■ TASK TO CARRY OUT ■
Repeat exactly the lines from the start of the material below up to and including the "to completion or" line.
....
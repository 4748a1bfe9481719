//! Step list aggregates
//!
//! Bound steps are evaluated in groups: variables resolve in declaration
//! order (or concurrently when the automation opts in), predicates combine
//! as any/all/none with short-circuiting, and actions run to completion or
//! until one of them signals otherwise.

use std::sync::Arc;

use futures::future::join_all;
use rulekit_core::{ActionOutcome, EngineResult};
use tracing::debug;

use crate::binder::BoundStep;
use crate::context::EventContext;

/// An ordered list of bound variable steps
#[derive(Clone, Debug, Default)]
pub struct VariableList {
    steps: Vec<BoundStep<()>>,
}

impl VariableList {
    pub fn new(steps: Vec<BoundStep<()>>) -> Self {
        Self { steps }
    }

    pub fn len(&self) -> usize {
        self.steps.len()
    }

    pub fn is_empty(&self) -> bool {
        self.steps.is_empty()
    }

    /// Resolve every variable in declaration order, stopping at the first
    /// failure
    pub async fn resolve_all(&self, ctx: &Arc<EventContext>) -> EngineResult<()> {
        for step in &self.steps {
            step.invoke(ctx).await?;
        }
        Ok(())
    }

    /// Resolve every variable concurrently
    ///
    /// All resolutions run to completion; if any failed, the first error
    /// in declaration order is returned.
    pub async fn resolve_concurrent(&self, ctx: &Arc<EventContext>) -> EngineResult<()> {
        let results = join_all(self.steps.iter().map(|step| step.invoke(ctx))).await;
        for result in results {
            result?;
        }
        Ok(())
    }
}

/// An ordered list of bound predicates (triggers or conditions)
#[derive(Clone, Debug, Default)]
pub struct PredicateList {
    steps: Vec<BoundStep<bool>>,
}

impl PredicateList {
    pub fn new(steps: Vec<BoundStep<bool>>) -> Self {
        Self { steps }
    }

    pub fn len(&self) -> usize {
        self.steps.len()
    }

    pub fn is_empty(&self) -> bool {
        self.steps.is_empty()
    }

    /// True if at least one predicate holds. Empty list: false.
    pub async fn any(&self, ctx: &Arc<EventContext>) -> EngineResult<bool> {
        for step in &self.steps {
            if step.invoke(ctx).await? {
                debug!(name = %step.name(), "predicate matched");
                return Ok(true);
            }
        }
        Ok(false)
    }

    /// True if every predicate holds. Empty list: true.
    pub async fn all(&self, ctx: &Arc<EventContext>) -> EngineResult<bool> {
        for step in &self.steps {
            if !step.invoke(ctx).await? {
                debug!(name = %step.name(), "predicate did not hold");
                return Ok(false);
            }
        }
        Ok(true)
    }

    /// True if no predicate holds. Empty list: true.
    pub async fn none(&self, ctx: &Arc<EventContext>) -> EngineResult<bool> {
        for step in &self.steps {
            if step.invoke(ctx).await? {
                debug!(name = %step.name(), "predicate matched");
                return Ok(false);
            }
        }
        Ok(true)
    }
}

/// An ordered list of bound actions
#[derive(Clone, Debug, Default)]
pub struct ActionList {
    steps: Vec<BoundStep<ActionOutcome>>,
}

impl ActionList {
    pub fn new(steps: Vec<BoundStep<ActionOutcome>>) -> Self {
        Self { steps }
    }

    pub fn len(&self) -> usize {
        self.steps.len()
    }

    pub fn is_empty(&self) -> bool {
        self.steps.is_empty()
    }

    /// Run the actions in order
    ///
    /// A `Stop` outcome ends this list (and only this list) and the run
    /// continues normally after it. `Pause` propagates immediately so the
    /// enclosing composites can record their resume markers. Errors
    /// propagate, including the stop-automation signal which is caught at
    /// the automation's top-level action list.
    pub async fn execute_all(&self, ctx: &Arc<EventContext>) -> EngineResult<ActionOutcome> {
        for step in &self.steps {
            match step.invoke(ctx).await? {
                ActionOutcome::Continue => {}
                ActionOutcome::Stop => {
                    debug!(name = %step.name(), "action stopped the sequence");
                    break;
                }
                ActionOutcome::Pause => return Ok(ActionOutcome::Pause),
            }
        }
        Ok(ActionOutcome::Continue)
    }
}
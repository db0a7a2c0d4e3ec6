#[cfg(test)]
#[path = "page_test.rs"]
mod page_test;

use leptos::prelude::*;
use storefront::cart::LineId;
use storefront::engine::{PageCore, PageEvent};
use storefront::modal::ModalEffect;

use crate::util::dom;
use crate::util::storage::BrowserStorage;

/// Page state backed by `localStorage`.
pub type PageState = PageCore<BrowserStorage>;

/// Build page state from the embedded product config and the saved cart.
pub fn load_page_state() -> PageState {
    PageCore::new(dom::read_product_config(), BrowserStorage)
}

/// Run `event` against the page and apply the resulting DOM effects.
///
/// Returns the effects so key handlers can honor `PreventDefault`.
pub fn dispatch(page: RwSignal<PageState>, event: PageEvent) -> Vec<ModalEffect> {
    let effects = page.try_update(|p| p.dispatch(event)).unwrap_or_default();
    dom::apply_effects(&effects);
    effects
}

/// Send a key press to the drawer, cancelling the browser default when asked.
pub fn dispatch_key(page: RwSignal<PageState>, ev: &leptos::ev::KeyboardEvent, focusables: Vec<storefront::modal::Focusable>) {
    let effects = dispatch(
        page,
        PageEvent::KeyDown {
            key: ev.key(),
            shift: ev.shift_key(),
            active: dom::active_element_id(),
            focusables,
        },
    );
    if dom::wants_prevent_default(&effects) {
        ev.prevent_default();
    }
}

/// The stored quantity of line `id` as field text; empty once the line is gone.
///
/// Read reactively so a clamped entry snaps back even when the model did not
/// change.
pub fn line_qty_text(page: RwSignal<PageState>, id: LineId) -> String {
    page.with(|p| p.cart().get(id).map(|item| item.qty.to_string()).unwrap_or_default())
}
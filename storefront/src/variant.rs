//! Exclusive color/size choice groups.

#[cfg(test)]
#[path = "variant_test.rs"]
mod variant_test;

use crate::consts::{DEFAULT_COLOR, DEFAULT_SIZE};

/// A radio-style group: a fixed option list with at most one checked.
#[derive(Debug, Clone, PartialEq, Eq)]
pub struct ChoiceGroup {
    name: String,
    options: Vec<String>,
    checked: Option<usize>,
    fallback: String,
}

impl ChoiceGroup {
    /// A group with nothing checked.
    pub fn new(name: impl Into<String>, options: Vec<String>, fallback: impl Into<String>) -> Self {
        Self { name: name.into(), options, checked: None, fallback: fallback.into() }
    }

    /// Input `name` attribute shared by the group's radios.
    #[must_use]
    pub fn name(&self) -> &str {
        &self.name
    }

    #[must_use]
    pub fn options(&self) -> &[String] {
        &self.options
    }

    /// Check `value`. Values outside the option list are ignored.
    pub fn check(&mut self, value: &str) -> bool {
        match self.options.iter().position(|o| o == value) {
            Some(index) => {
                self.checked = Some(index);
                true
            }
            None => false,
        }
    }

    #[must_use]
    pub fn is_checked(&self, value: &str) -> bool {
        self.checked.and_then(|i| self.options.get(i)).is_some_and(|o| o == value)
    }

    /// The checked value, or the fallback when nothing is checked.
    #[must_use]
    pub fn selected(&self) -> &str {
        self.checked
            .and_then(|i| self.options.get(i))
            .map_or(self.fallback.as_str(), String::as_str)
    }
}

/// The color and size groups for one product.
#[derive(Debug, Clone, PartialEq, Eq)]
pub struct VariantSelector {
    pub color: ChoiceGroup,
    pub size: ChoiceGroup,
}

impl VariantSelector {
    /// Groups that fall back to `Sand` / `M`, with those pre-checked when offered.
    #[must_use]
    pub fn new(colors: Vec<String>, sizes: Vec<String>) -> Self {
        let mut color = ChoiceGroup::new("color", colors, DEFAULT_COLOR);
        let mut size = ChoiceGroup::new("size", sizes, DEFAULT_SIZE);
        color.check(DEFAULT_COLOR);
        size.check(DEFAULT_SIZE);
        Self { color, size }
    }

    #[must_use]
    pub fn color(&self) -> &str {
        self.color.selected()
    }

    #[must_use]
    pub fn size(&self) -> &str {
        self.size.selected()
    }
}
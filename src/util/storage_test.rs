#![cfg(not(feature = "csr"))]

use storefront::config::ProductConfig;
use storefront::engine::{PageCore, PageEvent};
use storefront::store::CartStore;

use super::*;

#[test]
fn reads_report_unavailable_outside_browser() {
    assert!(matches!(BrowserStorage.get_item("mini-cart-v1"), Err(StoreError::Unavailable)));
}

#[test]
fn writes_report_unavailable_outside_browser() {
    let mut storage = BrowserStorage;
    assert!(matches!(storage.set_item("mini-cart-v1", "{}"), Err(StoreError::Unavailable)));
}

#[test]
fn cart_store_fails_open_on_load() {
    let store = CartStore::new(BrowserStorage);
    assert!(store.load().is_empty());
}

#[test]
fn page_keeps_working_when_storage_is_unavailable() {
    let mut page = PageCore::new(ProductConfig::default(), BrowserStorage);
    page.dispatch(PageEvent::AddToCart { active: None });
    assert_eq!(page.cart().count(), 1);
    assert!(page.last_store_error().is_some());
}
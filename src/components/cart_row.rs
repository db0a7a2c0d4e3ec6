//! One line in the cart drawer with its quantity stepper and remove control.

use leptos::prelude::*;
use storefront::engine::PageEvent;
use storefront::view::{CartRowView, RowAction};

use crate::state::page::{PageState, dispatch, line_qty_text};
use crate::util::dom::row_control_id;

#[component]
pub fn CartRow(row: CartRowView) -> impl IntoView {
    let page = expect_context::<RwSignal<PageState>>();
    let id = row.id;
    let send = move |action: RowAction| {
        dispatch(page, PageEvent::Row { id, action });
    };

    view! {
        <div class="cart-item">
            <img src=row.image alt="" width="64" height="64"/>
            <div>
                <h4>{row.title}</h4>
                <div class="meta">{row.meta}</div>
                <div class="cart-qty">
                    <button
                        id=row_control_id(id, "dec")
                        class="btn ghost"
                        aria-label="Decrease"
                        on:click=move |_| send(RowAction::Decrement)
                    >
                        "\u{2212}"
                    </button>
                    <input
                        id=row_control_id(id, "qty")
                        type="number"
                        min="1"
                        max="10"
                        prop:value=move || line_qty_text(page, id)
                        aria-label=row.qty_label
                        on:change=move |ev| send(RowAction::SetQty(event_target_value(&ev)))
                    />
                    <button
                        id=row_control_id(id, "inc")
                        class="btn ghost"
                        aria-label="Increase"
                        on:click=move |_| send(RowAction::Increment)
                    >
                        "+"
                    </button>
                </div>
            </div>
            <div class="cart-item__side">
                <strong>{row.line_total}</strong>
                <button
                    id=row_control_id(id, "remove")
                    class="remove"
                    aria-label=row.remove_label
                    on:click=move |_| send(RowAction::Remove)
                >
                    "Remove"
                </button>
            </div>
        </div>
    }
}
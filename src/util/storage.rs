//! `localStorage` backend for the cart store.
//!
//! The handle is looked up on every call rather than held, which keeps
//! [`BrowserStorage`] `Send + Sync` so page state can live in a plain
//! `RwSignal`. Outside the browser every call reports the store unavailable.

#[cfg(test)]
#[path = "storage_test.rs"]
mod storage_test;

use storefront::store::{KeyValueStorage, StoreError};

/// [`KeyValueStorage`] over `window.localStorage`.
#[derive(Clone, Copy, Debug, Default)]
pub struct BrowserStorage;

#[cfg(feature = "csr")]
fn local_storage() -> Result<web_sys::Storage, StoreError> {
    web_sys::window()
        .and_then(|w| w.local_storage().ok().flatten())
        .ok_or(StoreError::Unavailable)
}

#[cfg(feature = "csr")]
fn backend_error(err: &wasm_bindgen::JsValue, key: &str, bytes: usize) -> StoreError {
    let err = js_sys::Error::from(err.clone());
    if String::from(err.name()) == "QuotaExceededError" {
        StoreError::QuotaExceeded { key: key.to_owned(), bytes }
    } else {
        StoreError::Backend(err.message().into())
    }
}

impl KeyValueStorage for BrowserStorage {
    fn get_item(&self, key: &str) -> Result<Option<String>, StoreError> {
        #[cfg(feature = "csr")]
        {
            local_storage()?.get_item(key).map_err(|e| backend_error(&e, key, 0))
        }
        #[cfg(not(feature = "csr"))]
        {
            let _ = key;
            Err(StoreError::Unavailable)
        }
    }

    fn set_item(&mut self, key: &str, value: &str) -> Result<(), StoreError> {
        #[cfg(feature = "csr")]
        {
            local_storage()?
                .set_item(key, value)
                .map_err(|e| backend_error(&e, key, key.len() + value.len()))
        }
        #[cfg(not(feature = "csr"))]
        {
            let _ = (key, value);
            Err(StoreError::Unavailable)
        }
    }
}
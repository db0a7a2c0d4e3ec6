//! Header button that opens the cart drawer and shows the item count.

use leptos::prelude::*;
use storefront::engine::PageEvent;

use crate::state::page::{PageState, dispatch};
use crate::util::dom::{self, DRAWER_ID, OPEN_CART_ID};

#[component]
pub fn CartButton() -> impl IntoView {
    let page = expect_context::<RwSignal<PageState>>();

    let expanded = move || page.with(|p| p.modal().is_open()).to_string();
    let count = move || page.with(|p| p.cart().count()).to_string();

    view! {
        <button
            id=OPEN_CART_ID
            class="btn ghost cart-button"
            aria-haspopup="dialog"
            aria-controls=DRAWER_ID
            aria-expanded=expanded
            on:click=move |_| {
                dispatch(page, PageEvent::OpenCart { active: dom::active_element_id() });
            }
        >
            "Cart "
            <span id="cartCount" class="cart-button__count">{count}</span>
        </button>
    }
}
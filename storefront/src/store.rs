//! Persistent store adapter for the cart blob.
//!
//! SYSTEM CONTEXT
//! ==============
//! The browser exposes a flat string key-value store (`localStorage`). The
//! engine only sees it through [`KeyValueStorage`], so the frontend plugs in
//! the real thing and tests plug in [`MemoryStorage`].
//!
//! Loading is fail-open: a missing key, unreadable storage, or a blob that does
//! not parse all produce an empty cart. Saving is strict: a failed write comes
//! back as a [`StoreError`] so the caller can report it.

#[cfg(test)]
#[path = "store_test.rs"]
mod store_test;

use std::collections::HashMap;

use serde::{Deserialize, Serialize};

use crate::cart::{Cart, LineItem};
use crate::consts::STORAGE_KEY;

/// Error returned by storage reads and writes.
#[derive(Debug, thiserror::Error)]
pub enum StoreError {
    /// No storage facility is reachable (private mode, sandboxed frame, SSR).
    #[error("storage is unavailable")]
    Unavailable,
    /// The write would exceed the storage quota.
    #[error("storage quota exceeded writing {bytes} bytes to {key}")]
    QuotaExceeded { key: String, bytes: usize },
    /// The cart could not be serialized.
    #[error("failed to serialize cart: {0}")]
    Serialize(#[from] serde_json::Error),
    /// The storage facility rejected the operation.
    #[error("storage operation failed: {0}")]
    Backend(String),
}

/// A flat string key-value store shaped like `window.localStorage`.
pub trait KeyValueStorage {
    /// Read the value at `key`, `Ok(None)` when absent.
    ///
    /// # Errors
    ///
    /// Returns a [`StoreError`] when the storage facility cannot be read.
    fn get_item(&self, key: &str) -> Result<Option<String>, StoreError>;

    /// Write `value` at `key`, replacing any previous value.
    ///
    /// # Errors
    ///
    /// Returns a [`StoreError`] when the write is rejected.
    fn set_item(&mut self, key: &str, value: &str) -> Result<(), StoreError>;
}

/// In-memory [`KeyValueStorage`] with an optional byte quota.
#[derive(Debug, Clone, Default)]
pub struct MemoryStorage {
    entries: HashMap<String, String>,
    quota: Option<usize>,
}

impl MemoryStorage {
    #[must_use]
    pub fn new() -> Self {
        Self::default()
    }

    /// Storage that rejects writes once keys plus values exceed `bytes`.
    #[must_use]
    pub fn with_quota(bytes: usize) -> Self {
        Self { entries: HashMap::new(), quota: Some(bytes) }
    }

    fn used_bytes_without(&self, key: &str) -> usize {
        self.entries
            .iter()
            .filter(|(k, _)| k.as_str() != key)
            .map(|(k, v)| k.len() + v.len())
            .sum()
    }
}

impl KeyValueStorage for MemoryStorage {
    fn get_item(&self, key: &str) -> Result<Option<String>, StoreError> {
        Ok(self.entries.get(key).cloned())
    }

    fn set_item(&mut self, key: &str, value: &str) -> Result<(), StoreError> {
        if let Some(quota) = self.quota {
            let bytes = key.len() + value.len();
            if self.used_bytes_without(key) + bytes > quota {
                return Err(StoreError::QuotaExceeded { key: key.to_owned(), bytes });
            }
        }
        self.entries.insert(key.to_owned(), value.to_owned());
        Ok(())
    }
}

#[derive(Serialize)]
struct CartBlobRef<'a> {
    items: &'a [LineItem],
}

#[derive(Deserialize)]
struct CartBlob {
    items: Vec<LineItem>,
}

/// Reads and writes the cart blob under a fixed key.
#[derive(Debug)]
pub struct CartStore<S> {
    storage: S,
    key: String,
}

impl<S: KeyValueStorage> CartStore<S> {
    /// Store using the default [`STORAGE_KEY`].
    pub fn new(storage: S) -> Self {
        Self::with_key(storage, STORAGE_KEY)
    }

    pub fn with_key(storage: S, key: impl Into<String>) -> Self {
        Self { storage, key: key.into() }
    }

    #[must_use]
    pub fn key(&self) -> &str {
        &self.key
    }

    pub fn storage(&self) -> &S {
        &self.storage
    }

    /// Load the stored lines, or an empty list when nothing usable is stored.
    pub fn load(&self) -> Vec<LineItem> {
        let raw = match self.storage.get_item(&self.key) {
            Ok(Some(raw)) => raw,
            Ok(None) => return Vec::new(),
            Err(e) => {
                log::debug!("cart load: storage read failed, starting empty: {e}");
                return Vec::new();
            }
        };
        match serde_json::from_str::<Option<CartBlob>>(&raw) {
            Ok(Some(blob)) => blob.items,
            Ok(None) => Vec::new(),
            Err(e) => {
                log::debug!("cart load: stored blob is malformed, starting empty: {e}");
                Vec::new()
            }
        }
    }

    /// Load the stored lines into a [`Cart`], merging and clamping as needed.
    pub fn load_cart(&self) -> Cart {
        Cart::from_items(self.load())
    }

    /// Serialize `{"items": [...]}` and write it under the key.
    ///
    /// # Errors
    ///
    /// Returns a [`StoreError`] when serialization or the write fails.
    pub fn save(&mut self, items: &[LineItem]) -> Result<(), StoreError> {
        let raw = serde_json::to_string(&CartBlobRef { items })?;
        self.storage.set_item(&self.key, &raw)
    }
}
....
■ COMPLETED TASK ■
repository 4748a1bfe9481719
//! Step list aggregates
//!
//! Bound steps are evaluated in groups: variables resolve in declaration
//! order (or concurrently when the automation opts in), predicates combine
//! as any/all/none with short-circuiting, and actions run to completion or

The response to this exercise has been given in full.